> **Task details**: Your answer should be the exact lines of the data below from the one containing "the guarded routes" through the one containing "if self.api_version.as_ref() == Some(&requested)"; please include nothing else.

> **Source material**:
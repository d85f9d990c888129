//! Version-aware route constraints
//!
//! A [`VersionedRouteConstraint`] binds a route to one API version. The
//! companion [`UnversionedRouteConstraint`] catches requests whose path exists
//! but whose version does not, so they can be answered with a 400 rather than
//! a 404.

use crate::context::ResolutionResult;
use crate::error::{Result, VersioningError};
use crate::logging;
use crate::options::VersioningOptions;
use crate::path::{PathMatcher, RouteDirection};
use crate::request::VersionedRequest;
use crate::resolver::VersionResolver;
use crate::route_values::{RouteValues, API_VERSION};
use crate::version::ApiVersion;
use std::fmt;
use std::sync::Arc;

/// Route constraint admitting requests for exactly one API version
#[derive(Clone)]
pub struct VersionedRouteConstraint {
    api_version: ApiVersion,
    route_name: String,
    path_matcher: Arc<dyn PathMatcher>,
}

impl VersionedRouteConstraint {
    /// Create a constraint binding `route_name` to `api_version`
    pub fn new(
        api_version: ApiVersion,
        route_name: impl Into<String>,
        path_matcher: Arc<dyn PathMatcher>,
    ) -> Self {
        Self {
            api_version,
            route_name: route_name.into(),
            path_matcher,
        }
    }

    /// Version this route serves
    pub fn api_version(&self) -> &ApiVersion {
        &self.api_version
    }

    /// Name of the constrained route
    pub fn route_name(&self) -> &str {
        &self.route_name
    }

    /// Matcher for the route's resources
    pub fn path_matcher(&self) -> &Arc<dyn PathMatcher> {
        &self.path_matcher
    }

    /// Decide whether the route matches the request.
    ///
    /// URL generation is never filtered by version. For resolution, a request
    /// with an explicit version matches only the route bound to it; a request
    /// without one matches the default version's route when the default may
    /// be assumed, or when it targets the service document or metadata.
    ///
    /// An `apiVersion` route value names a version too: the route never
    /// matches when it differs from the route's version.
    ///
    /// # Errors
    ///
    /// [`VersioningError::AmbiguousVersion`] when the request names more than
    /// one version, or when assuming the default conflicts with a version
    /// already attached to the request.
    pub fn matches(
        &self,
        request: &mut VersionedRequest,
        values: &mut RouteValues,
        direction: RouteDirection,
        resolver: &VersionResolver,
        options: &VersioningOptions,
    ) -> Result<bool> {
        if direction == RouteDirection::UriGeneration {
            return Ok(self.path_matcher.matches(request, values, direction));
        }

        let requested = match resolver.resolve(request) {
            ResolutionResult::Ambiguous(tokens) => {
                return Err(VersioningError::AmbiguousVersion { tokens })
            }
            ResolutionResult::Invalid(_) => return Ok(false),
            ResolutionResult::Resolved(requested) => Some(requested),
            ResolutionResult::Unspecified => None,
        };

        let captured = values
            .get(API_VERSION)
            .and_then(|token| token.parse::<ApiVersion>().ok());
        let mut named = captured.iter().chain(&requested);
        if let Some(other) = named.find(|v| **v != self.api_version) {
            logging::constraint_mismatch(&self.route_name, &self.api_version, other);
            return Ok(false);
        }

        // the url names no version at all
        if requested.is_none() && captured.is_none() {
            if self.api_version != options.default_api_version {
                return Ok(false);
            }
            if !options.assume_default_version_when_unspecified
                && !values.is_service_document_or_metadata()
            {
                return Ok(false);
            }
        }

        if !self.path_matcher.matches(request, values, direction) {
            return Ok(false);
        }

        let context = request.version_context_mut();
        if requested.is_none() {
            context.set_api_version(self.api_version.clone())?;
        }
        if let Some(route_version) = values.get(API_VERSION) {
            context.set_route_api_version(route_version);
        }
        Ok(true)
    }
}

impl fmt::Debug for VersionedRouteConstraint {
    fn fmt(&self, f: &mut fmt::Formatter<'_>) -> fmt::Result {
        f.debug_struct("VersionedRouteConstraint")
            .field("api_version", &self.api_version)
            .field("route_name", &self.route_name)
            .finish_non_exhaustive()
    }
}

/// Catch-all constraint for a path that exists under some other version
#[derive(Clone)]
pub struct UnversionedRouteConstraint {
    path_matchers: Vec<Arc<dyn PathMatcher>>,
    api_version: Option<ApiVersion>,
}

impl UnversionedRouteConstraint {
    /// Catch-all over every matcher of a set of versioned routes
    pub fn new(path_matchers: Vec<Arc<dyn PathMatcher>>) -> Self {
        Self {
            path_matchers,
            api_version: None,
        }
    }

    /// Catch-all companion of a single route serving `api_version`
    pub fn for_version(path_matcher: Arc<dyn PathMatcher>, api_version: ApiVersion) -> Self {
        Self {
            path_matchers: vec![path_matcher],
            api_version: Some(api_version),
        }
    }

    /// Matchers of the guarded routes
    pub fn path_matchers(&self) -> &[Arc<dyn PathMatcher>] {
        &self.path_matchers
    }

    /// Whether any guarded route serves the path, whatever the version.
    ///
    /// A single-route catch-all never matches the version its route serves.
    /// Route values are left untouched.
    pub fn matches(
        &self,
        request: &mut VersionedRequest,
        values: &RouteValues,
        direction: RouteDirection,
        resolver: &VersionResolver,
    ) -> Result<bool> {
        if direction == RouteDirection::UriGeneration {
            return Ok(true);
        }

        match resolver.resolve(request) {
            ResolutionResult::Ambiguous(tokens) => {
                return Err(VersioningError::AmbiguousVersion { tokens })
            }
            ResolutionResult::Resolved(requested)
                if self.api_version.as_ref() == Some(&requested) =>
            {
                return Ok(false)
            }
            _ => {}
        }

        let request = &*request;
        Ok(self.path_matchers.iter().any(|matcher| {
            let mut scratch = values.clone();
            matcher.matches(request, &mut scratch, direction)
        }))
    }
}

impl fmt::Debug for UnversionedRouteConstraint {
    fn fmt(&self, f: &mut fmt::Formatter<'_>) -> fmt::Result {
        f.debug_struct("UnversionedRouteConstraint")
            .field("routes", &self.path_matchers.len())
            .field("api_version", &self.api_version)
            .finish()
    }
}

#[cfg(test)]
mod tests {
    use super::*;
    use crate::path::ResourcePathMatcher;
    use crate::route_values::SERVICE_PATH;
    use crate::strategy::VersionStrategy;

    fn orders() -> Arc<dyn PathMatcher> {
        Arc::new(ResourcePathMatcher::new().resource("orders").unwrap())
    }

    fn request(uri: &str) -> VersionedRequest {
        http::Request::get(uri).body(()).unwrap().into()
    }

    fn values(service_path: Option<&str>) -> RouteValues {
        let mut values = RouteValues::new();
        match service_path {
            Some(path) => values.insert(SERVICE_PATH, path),
            None => values.insert_null(SERVICE_PATH),
        }
        values
    }

    fn catches(catch_all: &UnversionedRouteConstraint, uri: &str, service_path: &str) -> bool {
        let mut req = request(uri);
        catch_all
            .matches(
                &mut req,
                &values(Some(service_path)),
                RouteDirection::UriResolution,
                &VersionResolver::new(),
            )
            .unwrap()
    }

    fn resolve(
        constraint: &VersionedRouteConstraint,
        request: &mut VersionedRequest,
        values: &mut RouteValues,
        options: &VersioningOptions,
    ) -> Result<bool> {
        constraint.matches(
            request,
            values,
            RouteDirection::UriResolution,
            &VersionResolver::new(),
            options,
        )
    }

    #[test]
    fn test_explicit_version_must_equal_route_version() {
        let v1 = VersionedRouteConstraint::new(ApiVersion::v1(), "odata-1.0", orders());
        let v2 = VersionedRouteConstraint::new(ApiVersion::v2(), "odata-2.0", orders());
        let options = VersioningOptions::default();

        let mut req = request("/api/orders?api-version=2.0");
        assert!(!resolve(&v1, &mut req, &mut values(Some("orders")), &options).unwrap());
        assert!(resolve(&v2, &mut req, &mut values(Some("orders")), &options).unwrap());
    }

    #[test]
    fn test_explicit_version_still_needs_path_match() {
        let v1 = VersionedRouteConstraint::new(ApiVersion::v1(), "odata", orders());
        let mut req = request("/api/customers?api-version=1.0");

        assert!(!resolve(
            &v1,
            &mut req,
            &mut values(Some("customers")),
            &VersioningOptions::default()
        )
        .unwrap());
    }

    #[test]
    fn test_unspecified_matches_metadata_with_default() {
        let v1 = VersionedRouteConstraint::new(ApiVersion::v1(), "odata", orders());
        let options = VersioningOptions::default();

        let mut req = request("/api/$metadata");
        assert!(resolve(&v1, &mut req, &mut values(Some("$metadata")), &options).unwrap());
        assert_eq!(req.api_version(), Some(&ApiVersion::v1()));

        let mut req = request("/api");
        assert!(resolve(&v1, &mut req, &mut values(None), &options).unwrap());
    }

    #[test]
    fn test_unspecified_resource_needs_assumed_default() {
        let v1 = VersionedRouteConstraint::new(ApiVersion::v1(), "odata", orders());

        let mut req = request("/api/orders");
        let strict = VersioningOptions::default();
        assert!(!resolve(&v1, &mut req, &mut values(Some("orders")), &strict).unwrap());
        assert!(req.api_version().is_none());

        let mut req = request("/api/orders");
        let lenient = VersioningOptions::default().assume_default_version_when_unspecified(true);
        assert!(resolve(&v1, &mut req, &mut values(Some("orders")), &lenient).unwrap());
        assert_eq!(req.api_version(), Some(&ApiVersion::v1()));
    }

    #[test]
    fn test_unspecified_never_matches_non_default_route() {
        let v2 = VersionedRouteConstraint::new(ApiVersion::v2(), "odata", orders());
        let options = VersioningOptions::default().assume_default_version_when_unspecified(true);

        let mut req = request("/api/$metadata");
        assert!(!resolve(&v2, &mut req, &mut values(Some("$metadata")), &options).unwrap());
    }

    #[test]
    fn test_ambiguous_version_is_an_error() {
        let v1 = VersionedRouteConstraint::new(ApiVersion::v1(), "odata", orders());
        let resolver = VersionResolver::with_strategies(vec![
            VersionStrategy::query(),
            VersionStrategy::header(),
        ]);
        let mut req: VersionedRequest = http::Request::get("/api/orders?api-version=1.0")
            .header("x-api-version", "2.0")
            .body(())
            .unwrap()
            .into();

        let err = v1
            .matches(
                &mut req,
                &mut values(Some("orders")),
                RouteDirection::UriResolution,
                &resolver,
                &VersioningOptions::default(),
            )
            .unwrap_err();
        assert!(matches!(err, VersioningError::AmbiguousVersion { .. }));
    }

    #[test]
    fn test_invalid_version_never_matches() {
        let v1 = VersionedRouteConstraint::new(ApiVersion::v1(), "odata", orders());
        let mut req = request("/api/orders?api-version=latest");

        assert!(!resolve(
            &v1,
            &mut req,
            &mut values(Some("orders")),
            &VersioningOptions::default()
        )
        .unwrap());
    }

    #[test]
    fn test_generation_ignores_version() {
        let v2 = VersionedRouteConstraint::new(ApiVersion::v2(), "odata", orders());
        let mut req = request("/api/orders?api-version=1.0");

        let matched = v2.matches(
            &mut req,
            &mut values(Some("customers")),
            RouteDirection::UriGeneration,
            &VersionResolver::new(),
            &VersioningOptions::default(),
        );
        assert_eq!(matched, Ok(true));
    }

    #[test]
    fn test_route_api_version_is_recorded() {
        let v1 = VersionedRouteConstraint::new(ApiVersion::v1(), "odata", orders());
        let strategy = VersionStrategy::path_with_pattern("/api/v{version}/");
        let resolver = VersionResolver::with_strategy(strategy);
        let mut req = request("/api/v1/orders");
        let mut route_values = values(Some("orders"));
        route_values.insert(API_VERSION, "1");

        let matched = v1.matches(
            &mut req,
            &mut route_values,
            RouteDirection::UriResolution,
            &resolver,
            &VersioningOptions::default(),
        );
        assert_eq!(matched, Ok(true));
        assert_eq!(req.version_context().route_api_version(), Some("1"));
    }

    #[test]
    fn test_captured_version_overrides_assumed_default() {
        let v1 = VersionedRouteConstraint::new(ApiVersion::v1(), "odata-1.0", orders());
        let v2 = VersionedRouteConstraint::new(ApiVersion::v2(), "odata-2.0", orders());
        let lenient = VersioningOptions::default().assume_default_version_when_unspecified(true);
        let strict = VersioningOptions::default();

        let captured = || {
            let mut route_values = values(Some("orders"));
            route_values.insert(API_VERSION, "v2");
            route_values
        };

        // the resolver reads only the query string, so the request looks unversioned
        let mut req = request("/tenant/v2/orders");
        assert!(!resolve(&v1, &mut req, &mut captured(), &lenient).unwrap());
        assert!(req.api_version().is_none());

        assert!(resolve(&v2, &mut req, &mut captured(), &strict).unwrap());
        assert_eq!(req.api_version(), Some(&ApiVersion::v2()));
        assert_eq!(req.version_context().route_api_version(), Some("v2"));
    }

    #[test]
    fn test_single_route_catch_all_skips_own_version() {
        let catch_all = UnversionedRouteConstraint::for_version(orders(), ApiVersion::v1());

        assert!(!catches(&catch_all, "/api/orders?api-version=1.0", "orders"));
        assert!(catches(&catch_all, "/api/orders?api-version=3.0", "orders"));
    }

    #[test]
    fn test_shared_catch_all_requires_known_path() {
        let catch_all = UnversionedRouteConstraint::new(vec![orders(), orders()]);

        assert!(catches(&catch_all, "/api/orders", "orders"));
        assert!(!catches(&catch_all, "/api/customers", "customers"));
    }
}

> **Your response**:
    /// Matchers of the guarded routes
    pub fn path_matchers(&self) -> &[Arc<dyn PathMatcher>] {
        &self.path_matchers
    }

    /// Whether any guarded route serves the path, whatever the version.
    ///
    /// A single-route catch-all never matches the version its route serves.
    /// Route values are left untouched.
    pub fn matches(
        &self,
        request: &mut VersionedRequest,
        values: &RouteValues,
        direction: RouteDirection,
        resolver: &VersionResolver,
    ) -> Result<bool> {
        if direction == RouteDirection::UriGeneration {
            return Ok(true);
        }

        match resolver.resolve(request) {
            ResolutionResult::Ambiguous(tokens) => {
                return Err(VersioningError::AmbiguousVersion { tokens })
            }
            ResolutionResult::Resolved(requested)
                if self.api_version.as_ref() == Some(&requested) =>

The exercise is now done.